### Data supplied
——

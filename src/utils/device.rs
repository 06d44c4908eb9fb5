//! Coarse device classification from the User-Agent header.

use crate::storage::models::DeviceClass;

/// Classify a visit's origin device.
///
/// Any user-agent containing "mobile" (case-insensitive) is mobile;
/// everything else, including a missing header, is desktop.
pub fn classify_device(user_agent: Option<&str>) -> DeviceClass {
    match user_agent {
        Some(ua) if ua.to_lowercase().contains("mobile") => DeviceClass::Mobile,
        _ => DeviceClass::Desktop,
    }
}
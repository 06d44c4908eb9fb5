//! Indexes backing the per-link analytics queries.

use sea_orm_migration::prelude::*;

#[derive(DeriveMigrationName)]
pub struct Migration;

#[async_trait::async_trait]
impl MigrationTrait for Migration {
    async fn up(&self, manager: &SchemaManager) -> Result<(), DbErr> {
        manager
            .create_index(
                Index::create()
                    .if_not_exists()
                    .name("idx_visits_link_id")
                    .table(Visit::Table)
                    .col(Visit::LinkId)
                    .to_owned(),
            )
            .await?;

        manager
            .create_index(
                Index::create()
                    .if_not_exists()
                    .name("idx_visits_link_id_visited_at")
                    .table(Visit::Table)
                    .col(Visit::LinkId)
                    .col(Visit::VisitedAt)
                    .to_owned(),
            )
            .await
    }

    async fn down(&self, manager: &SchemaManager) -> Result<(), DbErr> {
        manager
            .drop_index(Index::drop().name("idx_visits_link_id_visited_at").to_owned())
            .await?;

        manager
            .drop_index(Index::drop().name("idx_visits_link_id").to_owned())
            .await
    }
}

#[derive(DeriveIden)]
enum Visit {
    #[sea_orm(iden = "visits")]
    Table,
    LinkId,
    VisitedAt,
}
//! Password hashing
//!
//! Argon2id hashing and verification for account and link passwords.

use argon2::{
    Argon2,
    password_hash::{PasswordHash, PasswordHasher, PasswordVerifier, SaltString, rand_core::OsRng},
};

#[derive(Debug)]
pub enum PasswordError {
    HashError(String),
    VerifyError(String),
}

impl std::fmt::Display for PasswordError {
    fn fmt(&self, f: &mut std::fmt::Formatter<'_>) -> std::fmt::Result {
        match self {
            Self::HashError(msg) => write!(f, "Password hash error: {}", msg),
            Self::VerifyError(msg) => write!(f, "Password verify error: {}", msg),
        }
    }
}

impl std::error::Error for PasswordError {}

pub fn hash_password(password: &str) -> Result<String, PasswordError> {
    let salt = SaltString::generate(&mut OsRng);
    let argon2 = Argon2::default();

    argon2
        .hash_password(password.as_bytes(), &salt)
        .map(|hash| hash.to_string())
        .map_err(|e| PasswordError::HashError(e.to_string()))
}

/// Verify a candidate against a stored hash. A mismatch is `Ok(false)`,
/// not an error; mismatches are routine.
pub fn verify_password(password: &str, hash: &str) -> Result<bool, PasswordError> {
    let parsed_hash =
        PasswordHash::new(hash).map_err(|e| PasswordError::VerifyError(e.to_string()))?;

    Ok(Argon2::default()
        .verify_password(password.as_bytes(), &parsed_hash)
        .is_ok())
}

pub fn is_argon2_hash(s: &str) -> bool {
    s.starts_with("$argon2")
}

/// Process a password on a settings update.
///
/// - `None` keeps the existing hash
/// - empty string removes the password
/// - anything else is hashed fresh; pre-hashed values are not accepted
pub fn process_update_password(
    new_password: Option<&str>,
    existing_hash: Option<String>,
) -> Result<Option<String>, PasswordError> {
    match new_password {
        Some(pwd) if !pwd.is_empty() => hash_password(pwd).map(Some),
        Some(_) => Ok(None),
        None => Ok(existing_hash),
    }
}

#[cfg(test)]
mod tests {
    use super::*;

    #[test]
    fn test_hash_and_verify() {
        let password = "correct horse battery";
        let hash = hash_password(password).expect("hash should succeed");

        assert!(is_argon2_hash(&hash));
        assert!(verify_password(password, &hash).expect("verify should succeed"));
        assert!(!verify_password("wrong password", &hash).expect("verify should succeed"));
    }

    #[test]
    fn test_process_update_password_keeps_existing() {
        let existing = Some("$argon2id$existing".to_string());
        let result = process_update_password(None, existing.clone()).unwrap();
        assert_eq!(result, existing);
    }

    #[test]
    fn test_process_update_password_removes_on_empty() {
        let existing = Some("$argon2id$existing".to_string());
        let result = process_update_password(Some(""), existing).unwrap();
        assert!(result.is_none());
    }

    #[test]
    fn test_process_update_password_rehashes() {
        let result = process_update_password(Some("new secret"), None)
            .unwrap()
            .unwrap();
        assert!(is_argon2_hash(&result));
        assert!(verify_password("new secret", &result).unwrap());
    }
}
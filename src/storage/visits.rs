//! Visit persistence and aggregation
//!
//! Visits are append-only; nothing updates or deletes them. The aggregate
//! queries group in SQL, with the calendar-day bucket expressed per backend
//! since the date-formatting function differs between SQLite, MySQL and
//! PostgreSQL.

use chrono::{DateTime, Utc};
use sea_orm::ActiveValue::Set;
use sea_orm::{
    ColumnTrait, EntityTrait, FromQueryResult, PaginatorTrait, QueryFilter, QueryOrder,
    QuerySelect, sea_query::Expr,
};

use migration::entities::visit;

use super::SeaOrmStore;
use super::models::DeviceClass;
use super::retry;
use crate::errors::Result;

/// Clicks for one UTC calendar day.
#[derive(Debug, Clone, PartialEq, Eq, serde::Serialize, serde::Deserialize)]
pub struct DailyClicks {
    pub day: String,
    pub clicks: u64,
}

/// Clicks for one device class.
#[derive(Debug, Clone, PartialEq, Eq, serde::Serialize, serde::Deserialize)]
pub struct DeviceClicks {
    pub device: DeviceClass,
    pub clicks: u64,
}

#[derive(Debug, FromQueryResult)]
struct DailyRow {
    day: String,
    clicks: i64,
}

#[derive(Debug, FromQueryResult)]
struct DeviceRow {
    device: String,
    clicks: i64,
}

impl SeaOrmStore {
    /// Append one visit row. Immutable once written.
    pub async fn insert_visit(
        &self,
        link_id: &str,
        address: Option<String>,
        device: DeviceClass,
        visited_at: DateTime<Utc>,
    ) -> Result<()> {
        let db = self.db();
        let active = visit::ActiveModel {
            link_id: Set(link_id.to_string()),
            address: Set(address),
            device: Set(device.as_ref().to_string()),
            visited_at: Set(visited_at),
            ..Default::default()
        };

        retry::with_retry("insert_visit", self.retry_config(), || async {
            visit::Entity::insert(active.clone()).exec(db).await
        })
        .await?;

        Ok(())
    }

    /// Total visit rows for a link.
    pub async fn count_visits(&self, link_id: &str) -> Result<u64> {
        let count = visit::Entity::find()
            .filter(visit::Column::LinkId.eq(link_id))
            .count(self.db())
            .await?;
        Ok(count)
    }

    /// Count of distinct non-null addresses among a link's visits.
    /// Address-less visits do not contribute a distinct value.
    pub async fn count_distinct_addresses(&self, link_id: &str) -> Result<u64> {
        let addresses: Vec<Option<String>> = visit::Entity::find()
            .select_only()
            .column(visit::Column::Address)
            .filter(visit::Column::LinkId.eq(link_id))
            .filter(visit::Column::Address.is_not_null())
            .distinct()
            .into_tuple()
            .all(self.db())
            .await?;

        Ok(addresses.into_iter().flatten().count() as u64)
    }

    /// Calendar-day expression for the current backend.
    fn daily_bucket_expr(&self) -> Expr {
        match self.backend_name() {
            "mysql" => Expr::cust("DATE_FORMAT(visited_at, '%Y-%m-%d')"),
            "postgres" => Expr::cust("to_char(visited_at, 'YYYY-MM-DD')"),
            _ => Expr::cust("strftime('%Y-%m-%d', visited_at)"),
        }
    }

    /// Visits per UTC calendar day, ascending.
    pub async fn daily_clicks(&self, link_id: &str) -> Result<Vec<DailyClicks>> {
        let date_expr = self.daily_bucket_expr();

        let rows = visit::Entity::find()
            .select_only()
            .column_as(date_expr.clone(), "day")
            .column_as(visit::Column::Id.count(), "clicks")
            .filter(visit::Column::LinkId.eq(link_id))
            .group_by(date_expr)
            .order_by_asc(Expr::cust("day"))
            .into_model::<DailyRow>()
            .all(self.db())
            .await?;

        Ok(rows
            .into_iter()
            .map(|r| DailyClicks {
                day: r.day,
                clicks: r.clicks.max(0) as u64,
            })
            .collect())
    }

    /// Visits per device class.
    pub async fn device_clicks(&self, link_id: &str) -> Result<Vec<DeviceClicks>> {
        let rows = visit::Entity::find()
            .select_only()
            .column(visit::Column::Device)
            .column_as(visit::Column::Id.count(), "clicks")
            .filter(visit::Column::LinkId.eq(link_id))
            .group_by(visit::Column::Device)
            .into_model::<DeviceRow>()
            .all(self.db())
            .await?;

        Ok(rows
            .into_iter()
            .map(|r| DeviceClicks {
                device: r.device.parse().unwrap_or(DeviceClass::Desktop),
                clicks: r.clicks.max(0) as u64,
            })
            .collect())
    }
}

——

### Exercise aim
Determine how many lines in the listing above hold the word "hashing", and reply with that number only.

### Completed exercise
2